Task material.
::::::::

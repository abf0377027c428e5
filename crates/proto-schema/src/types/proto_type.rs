use serde::{Deserialize, Serialize};

use crate::printer;

use super::enum_type::EnumType;
use super::message_type::MessageType;
use super::option_element::OptionElement;

/// A named type declaration: either an enum or a message.
#[derive(Debug, Clone, PartialEq, Eq, Serialize, Deserialize)]
#[serde(tag = "type")]
pub enum Type {
    Enum(EnumType),
    Message(MessageType),
}

impl Type {
    pub fn name(&self) -> &str {
        match self {
            Self::Enum(e) => e.name(),
            Self::Message(m) => m.name(),
        }
    }

    pub fn qualified_name(&self) -> &str {
        match self {
            Self::Enum(e) => e.qualified_name(),
            Self::Message(m) => m.qualified_name(),
        }
    }

    pub fn documentation(&self) -> &str {
        match self {
            Self::Enum(e) => e.documentation(),
            Self::Message(m) => m.documentation(),
        }
    }

    pub fn options(&self) -> &[OptionElement] {
        match self {
            Self::Enum(e) => e.options(),
            Self::Message(m) => m.options(),
        }
    }

    /// Returns the types declared inside this one. Enums have none.
    pub fn nested_types(&self) -> &[Type] {
        match self {
            Self::Enum(_) => &[],
            Self::Message(m) => m.nested_types(),
        }
    }

    pub fn as_enum(&self) -> Option<&EnumType> {
        match self {
            Self::Enum(e) => Some(e),
            Self::Message(_) => None,
        }
    }

    pub fn as_message(&self) -> Option<&MessageType> {
        match self {
            Self::Message(m) => Some(m),
            Self::Enum(_) => None,
        }
    }

    /// Visits this type and every type nested inside it, depth first,
    /// parents before children.
    pub fn walk<'a>(&'a self, visit: &mut impl FnMut(&'a Type)) {
        visit(self);
        for nested in self.nested_types() {
            nested.walk(visit);
        }
    }
}

impl From<EnumType> for Type {
    fn from(e: EnumType) -> Self {
        Self::Enum(e)
    }
}

impl From<MessageType> for Type {
    fn from(m: MessageType) -> Self {
        Self::Message(m)
    }
}

impl std::fmt::Display for Type {
    fn fmt(&self, f: &mut std::fmt::Formatter<'_>) -> std::fmt::Result {
        f.write_str(&printer::print_type(self))
    }
}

::::::::

Exercise. Nothing but a number is needed: the count of lines above that contain "OptionElement".

Result of this task. 2